[Recorded information]:

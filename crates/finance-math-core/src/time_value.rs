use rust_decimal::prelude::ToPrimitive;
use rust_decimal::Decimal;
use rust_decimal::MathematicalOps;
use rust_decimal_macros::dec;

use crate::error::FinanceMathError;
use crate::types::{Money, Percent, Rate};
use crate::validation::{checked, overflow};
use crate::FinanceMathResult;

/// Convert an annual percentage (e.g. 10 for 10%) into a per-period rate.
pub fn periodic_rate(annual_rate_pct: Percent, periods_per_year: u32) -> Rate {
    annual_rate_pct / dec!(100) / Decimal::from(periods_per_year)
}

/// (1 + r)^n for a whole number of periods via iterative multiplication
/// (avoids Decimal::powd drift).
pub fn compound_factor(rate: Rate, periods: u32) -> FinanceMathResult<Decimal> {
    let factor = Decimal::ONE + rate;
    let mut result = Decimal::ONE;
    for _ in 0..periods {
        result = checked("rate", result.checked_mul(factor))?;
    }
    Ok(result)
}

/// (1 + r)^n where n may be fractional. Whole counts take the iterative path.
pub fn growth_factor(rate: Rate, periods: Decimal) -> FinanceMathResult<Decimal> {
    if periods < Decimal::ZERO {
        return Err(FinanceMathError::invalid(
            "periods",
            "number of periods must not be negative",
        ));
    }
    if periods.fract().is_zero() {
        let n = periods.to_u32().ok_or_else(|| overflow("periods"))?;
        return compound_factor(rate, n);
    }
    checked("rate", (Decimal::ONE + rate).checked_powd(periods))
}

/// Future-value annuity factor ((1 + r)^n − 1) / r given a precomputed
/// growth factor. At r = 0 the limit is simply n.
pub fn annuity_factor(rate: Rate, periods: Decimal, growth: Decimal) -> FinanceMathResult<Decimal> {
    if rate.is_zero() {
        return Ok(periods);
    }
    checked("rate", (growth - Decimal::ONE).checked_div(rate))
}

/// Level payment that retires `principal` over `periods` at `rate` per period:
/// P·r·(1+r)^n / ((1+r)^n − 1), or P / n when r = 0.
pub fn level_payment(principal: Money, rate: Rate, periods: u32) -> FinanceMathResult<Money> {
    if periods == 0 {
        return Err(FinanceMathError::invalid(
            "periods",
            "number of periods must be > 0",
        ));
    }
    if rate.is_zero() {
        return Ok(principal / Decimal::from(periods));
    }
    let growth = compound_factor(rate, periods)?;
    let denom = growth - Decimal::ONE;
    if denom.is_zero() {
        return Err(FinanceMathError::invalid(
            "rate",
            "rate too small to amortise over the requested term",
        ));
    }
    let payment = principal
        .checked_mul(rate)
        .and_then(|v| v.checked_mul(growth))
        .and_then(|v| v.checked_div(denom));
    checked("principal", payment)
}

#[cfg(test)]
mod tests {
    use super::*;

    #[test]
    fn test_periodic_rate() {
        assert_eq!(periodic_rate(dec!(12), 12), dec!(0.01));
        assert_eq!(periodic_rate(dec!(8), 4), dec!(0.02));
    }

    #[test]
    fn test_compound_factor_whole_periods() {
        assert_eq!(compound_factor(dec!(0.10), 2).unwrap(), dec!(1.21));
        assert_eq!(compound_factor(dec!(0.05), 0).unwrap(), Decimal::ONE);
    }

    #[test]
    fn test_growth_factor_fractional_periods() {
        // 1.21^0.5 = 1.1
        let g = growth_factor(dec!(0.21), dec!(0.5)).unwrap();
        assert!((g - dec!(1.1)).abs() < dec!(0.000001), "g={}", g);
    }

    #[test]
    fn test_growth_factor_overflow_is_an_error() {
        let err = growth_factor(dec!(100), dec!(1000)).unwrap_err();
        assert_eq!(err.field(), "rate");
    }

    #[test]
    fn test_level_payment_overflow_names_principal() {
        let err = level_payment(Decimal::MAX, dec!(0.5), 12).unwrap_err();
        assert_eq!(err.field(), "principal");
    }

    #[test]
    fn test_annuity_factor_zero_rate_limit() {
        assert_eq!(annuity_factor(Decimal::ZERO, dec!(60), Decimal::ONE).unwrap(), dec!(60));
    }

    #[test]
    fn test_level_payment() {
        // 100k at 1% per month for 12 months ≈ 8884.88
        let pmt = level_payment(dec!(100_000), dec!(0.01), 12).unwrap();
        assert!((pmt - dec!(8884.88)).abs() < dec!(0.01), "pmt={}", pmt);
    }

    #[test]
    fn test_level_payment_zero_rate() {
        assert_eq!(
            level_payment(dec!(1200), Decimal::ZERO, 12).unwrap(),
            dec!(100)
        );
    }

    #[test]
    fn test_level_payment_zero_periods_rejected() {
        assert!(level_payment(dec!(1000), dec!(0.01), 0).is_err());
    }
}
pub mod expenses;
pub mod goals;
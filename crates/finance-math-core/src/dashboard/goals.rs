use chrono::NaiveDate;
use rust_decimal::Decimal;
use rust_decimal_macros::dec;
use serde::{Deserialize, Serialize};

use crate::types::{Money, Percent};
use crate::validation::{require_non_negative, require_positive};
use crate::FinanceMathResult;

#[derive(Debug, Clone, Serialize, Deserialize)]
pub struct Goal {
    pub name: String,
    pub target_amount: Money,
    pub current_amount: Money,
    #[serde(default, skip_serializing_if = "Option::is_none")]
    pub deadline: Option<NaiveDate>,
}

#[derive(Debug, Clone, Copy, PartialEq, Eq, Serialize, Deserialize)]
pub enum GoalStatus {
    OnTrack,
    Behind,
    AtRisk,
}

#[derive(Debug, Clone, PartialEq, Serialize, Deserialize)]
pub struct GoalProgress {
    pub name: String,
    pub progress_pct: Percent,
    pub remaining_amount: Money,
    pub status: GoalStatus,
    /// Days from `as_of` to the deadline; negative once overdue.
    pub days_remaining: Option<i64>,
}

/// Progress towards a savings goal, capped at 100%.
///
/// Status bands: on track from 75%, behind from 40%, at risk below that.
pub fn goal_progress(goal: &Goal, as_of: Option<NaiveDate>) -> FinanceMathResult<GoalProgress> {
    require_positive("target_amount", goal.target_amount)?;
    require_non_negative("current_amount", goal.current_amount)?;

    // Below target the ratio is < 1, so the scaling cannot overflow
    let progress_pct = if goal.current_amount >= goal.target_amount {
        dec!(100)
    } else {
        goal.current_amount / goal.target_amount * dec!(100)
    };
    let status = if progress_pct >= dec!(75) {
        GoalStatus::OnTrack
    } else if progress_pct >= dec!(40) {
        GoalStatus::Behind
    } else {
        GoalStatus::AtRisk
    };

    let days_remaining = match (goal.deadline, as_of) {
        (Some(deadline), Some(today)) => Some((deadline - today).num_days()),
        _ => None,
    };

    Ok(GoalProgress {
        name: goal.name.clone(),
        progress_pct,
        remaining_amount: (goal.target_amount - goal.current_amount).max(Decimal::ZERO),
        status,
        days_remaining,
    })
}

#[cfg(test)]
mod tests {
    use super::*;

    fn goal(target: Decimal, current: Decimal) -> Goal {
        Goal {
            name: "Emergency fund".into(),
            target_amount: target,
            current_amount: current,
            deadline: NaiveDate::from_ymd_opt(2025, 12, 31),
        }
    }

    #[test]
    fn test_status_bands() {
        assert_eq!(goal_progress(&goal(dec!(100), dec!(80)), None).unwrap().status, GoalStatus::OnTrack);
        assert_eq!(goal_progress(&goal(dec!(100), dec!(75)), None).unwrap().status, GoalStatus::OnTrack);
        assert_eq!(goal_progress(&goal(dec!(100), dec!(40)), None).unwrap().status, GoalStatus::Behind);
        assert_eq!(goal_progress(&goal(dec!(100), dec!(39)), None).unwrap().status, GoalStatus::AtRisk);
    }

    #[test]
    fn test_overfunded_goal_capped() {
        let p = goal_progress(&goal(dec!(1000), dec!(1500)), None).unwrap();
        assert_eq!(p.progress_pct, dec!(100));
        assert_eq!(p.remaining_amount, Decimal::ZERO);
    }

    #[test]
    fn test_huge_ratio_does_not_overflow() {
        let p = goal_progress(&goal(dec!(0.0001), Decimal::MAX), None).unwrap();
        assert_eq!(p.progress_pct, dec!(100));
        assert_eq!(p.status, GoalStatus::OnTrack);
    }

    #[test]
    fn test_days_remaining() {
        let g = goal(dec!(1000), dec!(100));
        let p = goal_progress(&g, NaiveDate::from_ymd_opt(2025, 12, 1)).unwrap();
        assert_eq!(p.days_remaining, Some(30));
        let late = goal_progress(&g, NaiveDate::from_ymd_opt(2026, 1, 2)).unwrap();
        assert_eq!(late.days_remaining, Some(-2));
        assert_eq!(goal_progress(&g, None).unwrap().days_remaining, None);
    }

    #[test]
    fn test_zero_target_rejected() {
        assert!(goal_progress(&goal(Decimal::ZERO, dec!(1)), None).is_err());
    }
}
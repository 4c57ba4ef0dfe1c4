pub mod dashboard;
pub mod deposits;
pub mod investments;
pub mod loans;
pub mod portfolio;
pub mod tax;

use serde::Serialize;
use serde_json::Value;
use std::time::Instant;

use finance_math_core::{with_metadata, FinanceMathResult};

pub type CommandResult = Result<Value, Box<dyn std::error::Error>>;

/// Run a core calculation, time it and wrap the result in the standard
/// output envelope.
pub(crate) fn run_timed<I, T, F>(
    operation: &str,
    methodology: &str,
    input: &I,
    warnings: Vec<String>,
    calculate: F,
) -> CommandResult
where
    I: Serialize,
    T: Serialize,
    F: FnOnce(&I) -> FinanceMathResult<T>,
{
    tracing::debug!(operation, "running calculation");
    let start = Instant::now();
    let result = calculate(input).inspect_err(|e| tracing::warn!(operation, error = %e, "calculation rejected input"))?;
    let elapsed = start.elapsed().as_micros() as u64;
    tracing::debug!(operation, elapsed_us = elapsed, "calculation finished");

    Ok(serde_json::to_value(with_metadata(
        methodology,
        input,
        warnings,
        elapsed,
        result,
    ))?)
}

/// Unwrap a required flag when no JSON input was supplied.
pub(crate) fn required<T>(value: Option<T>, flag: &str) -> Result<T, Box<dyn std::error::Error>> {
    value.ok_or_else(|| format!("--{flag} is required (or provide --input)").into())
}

[Work item]: Make an exact copy of every line from the one with "input was supplied." to the end of the data, with the first and last of those lines included.

[Answer space]:
/// Unwrap a required flag when no JSON input was supplied.
pub(crate) fn required<T>(value: Option<T>, flag: &str) -> Result<T, Box<dyn std::error::Error>> {
    value.ok_or_else(|| format!("--{flag} is required (or provide --input)").into())
}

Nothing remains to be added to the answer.